Instructions to follow:
Counting the line with "const FALLBACK_PER_MINUTE: NonZeroU32" as the last one, copy out the lines of the data exactly from the first onward.

Exercise data:
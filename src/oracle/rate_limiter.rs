// Copyright (c) 2025 Fabstir
// SPDX-License-Identifier: BUSL-1.1
//! Request pacing for the oracle backend
//!
//! Shared by every URL task so that concurrent audits stay inside the
//! backend's per-minute quota.

use governor::clock::DefaultClock;
use governor::state::{InMemoryState, NotKeyed};
use governor::{Quota, RateLimiter as GovRateLimiter};
use std::num::NonZeroU32;
use std::sync::Arc;

const FALLBACK_PER_MINUTE: NonZeroU32 = match NonZeroU32::new(60) {
    Some(v) => v,
    None => unreachable!(),
};

/// Rate limiter for oracle requests
#[derive(Clone)]
pub struct OracleRateLimiter {
    limiter: Arc<GovRateLimiter<NotKeyed, InMemoryState, DefaultClock>>,
    requests_per_minute: u32,
}

impl OracleRateLimiter {
    /// Create a new rate limiter
    ///
    /// # Arguments
    /// * `requests_per_minute` - Maximum requests allowed per minute (0 falls back to 60)
    pub fn new(requests_per_minute: u32) -> Self {
        let rpm = NonZeroU32::new(requests_per_minute).unwrap_or(FALLBACK_PER_MINUTE);
        let limiter = Arc::new(GovRateLimiter::direct(Quota::per_minute(rpm)));

        Self {
            limiter,
            requests_per_minute: rpm.get(),
        }
    }

    /// Wait until the quota allows another request
    pub async fn wait(&self) {
        self.limiter.until_ready().await;
    }

    /// Get the configured requests per minute
    pub fn requests_per_minute(&self) -> u32 {
        self.requests_per_minute
    }
}
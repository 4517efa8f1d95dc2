// Copyright (c) 2025 Fabstir
// SPDX-License-Identifier: BUSL-1.1
//! Offline word-overlap oracle
//!
//! Used when no chat backend is configured. It only recognises literal word
//! matches (with a suffix allowance for plurals and inflections), so it under-
//! reports paraphrases compared to the LLM oracle.

use async_trait::async_trait;
use std::collections::HashSet;

use super::provider::SemanticOracle;
use super::types::{Concept, OracleError};

/// Shortest concept word that may match a longer text word by prefix
const PREFIX_MATCH_MIN_LEN: usize = 4;

/// Case-insensitive word-overlap oracle
#[derive(Debug, Default, Clone)]
pub struct LexicalOracle;

impl LexicalOracle {
    pub fn new() -> Self {
        Self
    }

    fn words(text: &str) -> Vec<String> {
        text.split(|c: char| !c.is_alphanumeric())
            .filter(|w| !w.is_empty())
            .map(|w| w.to_lowercase())
            .collect()
    }

    /// Every word of `term` appears in the text words
    fn term_present(term: &str, text_words: &HashSet<String>) -> bool {
        let words = Self::words(term);
        !words.is_empty()
            && words.iter().all(|word| {
                text_words.contains(word)
                    || (word.chars().count() >= PREFIX_MATCH_MIN_LEN
                        && text_words.iter().any(|t| t.starts_with(word.as_str())))
            })
    }
}

#[async_trait]
impl SemanticOracle for LexicalOracle {
    async fn matches(&self, concept: &Concept, text: &str) -> Result<bool, OracleError> {
        let text_words: HashSet<String> = Self::words(text).into_iter().collect();
        let terms = concept.terms();
        Ok(!terms.is_empty()
            && terms
                .iter()
                .all(|term| Self::term_present(term, &text_words)))
    }

    fn name(&self) -> &'static str {
        "lexical"
    }
}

Problem solution:
filename src/oracle/rate_limiter.rs
// Copyright (c) 2025 Fabstir
// SPDX-License-Identifier: BUSL-1.1
//! Request pacing for the oracle backend
//!
//! Shared by every URL task so that concurrent audits stay inside the
//! backend's per-minute quota.

use governor::clock::DefaultClock;
use governor::state::{InMemoryState, NotKeyed};
use governor::{Quota, RateLimiter as GovRateLimiter};
use std::num::NonZeroU32;
use std::sync::Arc;

const FALLBACK_PER_MINUTE: NonZeroU32 = match NonZeroU32::new(60) {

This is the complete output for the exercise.